Only the lines from the one with "earlier, error, ctx)" to the end of the data below should be returned, each exactly as it stands.
(Material supplied)
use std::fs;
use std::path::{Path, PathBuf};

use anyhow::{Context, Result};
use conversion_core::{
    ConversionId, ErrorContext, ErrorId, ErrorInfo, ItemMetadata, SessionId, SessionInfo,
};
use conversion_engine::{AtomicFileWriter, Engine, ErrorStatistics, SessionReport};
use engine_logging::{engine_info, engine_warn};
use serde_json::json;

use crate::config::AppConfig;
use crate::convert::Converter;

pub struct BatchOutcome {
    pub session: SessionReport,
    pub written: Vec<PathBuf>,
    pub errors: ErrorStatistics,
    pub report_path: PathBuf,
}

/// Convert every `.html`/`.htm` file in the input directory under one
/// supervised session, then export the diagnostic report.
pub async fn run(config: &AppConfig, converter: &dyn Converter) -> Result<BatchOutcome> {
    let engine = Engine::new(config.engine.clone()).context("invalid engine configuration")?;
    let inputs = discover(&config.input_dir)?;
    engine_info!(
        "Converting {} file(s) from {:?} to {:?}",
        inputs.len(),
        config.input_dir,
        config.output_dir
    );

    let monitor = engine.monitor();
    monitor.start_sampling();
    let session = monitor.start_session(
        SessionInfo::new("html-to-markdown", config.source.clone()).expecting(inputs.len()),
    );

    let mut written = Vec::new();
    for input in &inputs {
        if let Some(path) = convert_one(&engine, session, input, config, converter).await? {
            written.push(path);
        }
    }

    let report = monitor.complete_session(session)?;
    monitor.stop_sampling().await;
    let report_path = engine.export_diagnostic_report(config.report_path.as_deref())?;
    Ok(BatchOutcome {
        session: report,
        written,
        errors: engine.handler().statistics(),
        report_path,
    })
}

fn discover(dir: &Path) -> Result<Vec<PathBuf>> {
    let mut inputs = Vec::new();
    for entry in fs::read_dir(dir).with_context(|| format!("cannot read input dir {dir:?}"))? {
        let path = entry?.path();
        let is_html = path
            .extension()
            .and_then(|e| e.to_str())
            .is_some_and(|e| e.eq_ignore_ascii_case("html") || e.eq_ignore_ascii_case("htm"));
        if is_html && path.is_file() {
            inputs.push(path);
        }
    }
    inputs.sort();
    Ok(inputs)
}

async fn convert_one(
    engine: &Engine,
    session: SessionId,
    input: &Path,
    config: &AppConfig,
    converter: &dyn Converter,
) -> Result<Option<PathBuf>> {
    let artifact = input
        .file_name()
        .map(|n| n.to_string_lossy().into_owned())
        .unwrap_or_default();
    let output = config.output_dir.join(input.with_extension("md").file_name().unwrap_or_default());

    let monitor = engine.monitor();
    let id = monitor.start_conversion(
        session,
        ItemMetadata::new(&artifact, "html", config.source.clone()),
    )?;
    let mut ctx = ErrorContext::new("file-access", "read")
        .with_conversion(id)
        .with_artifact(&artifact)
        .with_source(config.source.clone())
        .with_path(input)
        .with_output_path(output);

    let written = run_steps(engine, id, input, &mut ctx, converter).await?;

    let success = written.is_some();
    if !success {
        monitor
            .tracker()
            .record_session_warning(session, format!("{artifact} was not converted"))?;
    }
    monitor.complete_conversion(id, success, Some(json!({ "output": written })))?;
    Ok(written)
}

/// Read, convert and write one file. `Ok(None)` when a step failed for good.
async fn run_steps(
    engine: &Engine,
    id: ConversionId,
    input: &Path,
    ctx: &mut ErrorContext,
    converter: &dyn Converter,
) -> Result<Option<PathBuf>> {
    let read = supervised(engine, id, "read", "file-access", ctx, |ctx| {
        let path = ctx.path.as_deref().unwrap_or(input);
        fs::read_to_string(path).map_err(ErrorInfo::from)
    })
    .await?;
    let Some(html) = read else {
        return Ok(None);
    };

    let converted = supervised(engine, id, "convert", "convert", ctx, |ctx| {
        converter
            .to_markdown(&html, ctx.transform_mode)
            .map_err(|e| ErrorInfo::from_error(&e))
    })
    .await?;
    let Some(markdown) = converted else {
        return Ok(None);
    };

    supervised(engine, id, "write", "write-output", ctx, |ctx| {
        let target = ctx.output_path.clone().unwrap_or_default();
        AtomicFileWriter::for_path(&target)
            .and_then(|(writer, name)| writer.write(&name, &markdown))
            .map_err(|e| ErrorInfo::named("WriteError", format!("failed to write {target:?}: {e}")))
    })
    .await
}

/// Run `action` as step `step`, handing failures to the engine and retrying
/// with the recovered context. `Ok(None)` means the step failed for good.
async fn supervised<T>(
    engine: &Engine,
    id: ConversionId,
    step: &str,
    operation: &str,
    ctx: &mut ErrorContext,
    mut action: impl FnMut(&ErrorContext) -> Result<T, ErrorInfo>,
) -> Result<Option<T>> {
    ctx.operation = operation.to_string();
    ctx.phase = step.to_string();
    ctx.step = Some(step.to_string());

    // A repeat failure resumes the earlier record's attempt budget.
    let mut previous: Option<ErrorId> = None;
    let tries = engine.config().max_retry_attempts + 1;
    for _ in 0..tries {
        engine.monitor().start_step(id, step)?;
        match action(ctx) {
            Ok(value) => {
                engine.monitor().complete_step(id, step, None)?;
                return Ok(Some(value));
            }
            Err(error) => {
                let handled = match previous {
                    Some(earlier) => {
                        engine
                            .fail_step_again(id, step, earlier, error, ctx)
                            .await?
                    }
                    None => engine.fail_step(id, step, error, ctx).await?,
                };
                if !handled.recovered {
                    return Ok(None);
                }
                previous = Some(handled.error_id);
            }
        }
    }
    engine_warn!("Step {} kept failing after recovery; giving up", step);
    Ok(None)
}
(End Material supplied)
__Solution to the problem__.
                            .fail_step_again(id, step, earlier, error, ctx)
                            .await?
                    }
                    None => engine.fail_step(id, step, error, ctx).await?,
                };
                if !handled.recovered {
                    return Ok(None);
                }
                previous = Some(handled.error_id);
            }
        }
    }
    engine_warn!("Step {} kept failing after recovery; giving up", step);
    Ok(None)
}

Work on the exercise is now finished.